To start, I should tell you why I want to write about this topic.  See, I’m a Dietitian and a Yoga Teacher, and I have seen such a connection between the two for years now! The learnings I have experienced with my relationship with food and the lessons learned on the mat, are one in the same! I figured it was about time to bring these two together and show just how much the messages are intertwined!

This topic is broad, and I have so much to say, that I struggle to find the perfect way to say it.  I have started this blog post three times now and each time it just doesn’t work for me.  Then it occurred to me, I’m putting too much pressure on myself; time constraints, wanting the blog to be written “perfectly,” “having” to get across a message a “certain,” way.  I use quotations to show that these words are often what all of us say to ourselves.  Writing this blog piece is no different than how we see and talk to ourselves about our bodies and food and nutrition.  Intuitive Eating principles taught me to question the food police.  I don’t “have to” eat a certain way.  I am not “supposed to” eat at certain times because that’s what the “experts” say.  

And as I’m thinking all of this, I’m writing the first sentence with such difficulty.  Then it hit me, here I go again… there’s that external pressure or as Brene Brown says, “the gremlins.” The words “have to” “should” “can’t,” “need” are all triggers for me that I’m focusing too much on the external and I’m not being authentic.  Therefore, it’s my cue to turn inward and pay attention to what my voice has to say.
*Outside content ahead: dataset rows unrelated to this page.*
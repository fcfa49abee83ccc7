//! Graph query handlers.

use axum::extract::{Query, State};
use axum::Json;

use fedkernel_core::RepoId;

use crate::error::ApiError;
use crate::schema::graph::{
    GraphQueryParams, GraphQueryResponse, GraphScanResponse, PendingLinkView, UnresolvedParams,
    UnresolvedResponse,
};
use crate::state::AppState;

/// `GET /federation/graph/query?repo_id=&file_path=`
pub async fn query_graph(
    State(state): State<AppState>,
    Query(params): Query<GraphQueryParams>,
) -> Result<Json<GraphQueryResponse>, ApiError> {
    let service = state.service.lock().await;
    let rows = service.graph_view(
        params.repo_id.map(RepoId),
        params.file_path.as_deref(),
    )?;
    Ok(Json(GraphQueryResponse { rows }))
}

/// `GET /federation/graph/scan`
pub async fn scan_graph(
    State(state): State<AppState>,
) -> Result<Json<GraphScanResponse>, ApiError> {
    let service = state.service.lock().await;
    let summary = service.graph_scan()?;
    Ok(Json(GraphScanResponse { summary }))
}

/// `GET /federation/graph/unresolved?owner=&repo=`
pub async fn list_unresolved(
    State(state): State<AppState>,
    Query(params): Query<UnresolvedParams>,
) -> Result<Json<UnresolvedResponse>, ApiError> {
    let service = state.service.lock().await;
    let links = service
        .unresolved_links(&params.owner, &params.repo)?
        .into_iter()
        .map(|p| PendingLinkView {
            from_node_id: p.from,
            target_owner: p.target_owner,
            target_repo: p.target_repo,
            target_symbol: p.target_symbol,
            hint_path: p.hint_path,
            kind: p.kind,
            attempts: p.attempts,
        })
        .collect();
    Ok(Json(UnresolvedResponse { links }))
}
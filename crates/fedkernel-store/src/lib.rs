//! Storage abstraction for the federation graph and patch proposals.
//!
//! Provides the [`FederationStore`] trait defining the storage contract
//! that all backends implement, plus [`InMemoryStore`] and [`SqliteStore`]
//! as first-class backends with identical semantics.
//!
//! # Architecture
//!
//! The storage layer has a two-layer API:
//! - **Low-level CRUD** methods (upserts and lookups for repositories,
//!   files, nodes, links, and proposals), each keyed by the identity
//!   tuples that make re-ingestion idempotent.
//! - **High-level atomic** methods (`apply_snapshot`, `update_proposals`)
//!   that commit a whole unit of work or none of it.
//!
//! # Modules
//!
//! - [`error`]: StorageError enum with all failure modes
//! - [`hash`]: blake3 identity and content hashing
//! - [`plan`]: snapshot plan builder (validation + diff against the store)
//! - [`traits`]: FederationStore trait definition
//! - [`memory`]: InMemoryStore implementation
//! - [`schema`]: SQL schema constants and migration setup
//! - [`sqlite`]: SqliteStore implementation

pub mod error;
pub mod hash;
pub mod memory;
pub mod plan;
pub mod schema;
pub mod sqlite;
pub mod traits;

// Re-export key types for ergonomic use.
pub use error::StorageError;
pub use hash::{file_content_hash, node_id_for};
pub use memory::InMemoryStore;
pub use plan::{build_snapshot_plan, FilePlan, SnapshotOutcome, SnapshotPlan};
pub use sqlite::SqliteStore;
pub use traits::FederationStore;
Over the years I have found if I tune in to my wants and needs, there’s less resistance.  Let’s take a step back and refocus as this post is really about Intuitive Eating and Yoga. For those of you who don’t know or aren’t aware of Intuitive Eating, let’s talk about what Intuitive Eating means.

What is Intuitive Eating?

IE is an evidenced-based, mind-body health approach, that is made up of 10 principles and created by two Dietitians. It is a weight neutral model. It’s an integration between the mind and body and works by cultivating or removing obstacles to body awareness; also known as interoceptive awareness (Tribole, E. What is Intuitive Eating? September 12, 2018.)

To go a step further, IE is not a diet program. It is not a structured meal plan or any kind of program.  The idea behind IE helps to self-reflect, self-discover, cultivate, and redefine and connect to the needs of the mind and body, therefore creating a healthy relationship with food, body, and self. In this model there is no focus on the external (i.e. counting macros, counting calories, etc). 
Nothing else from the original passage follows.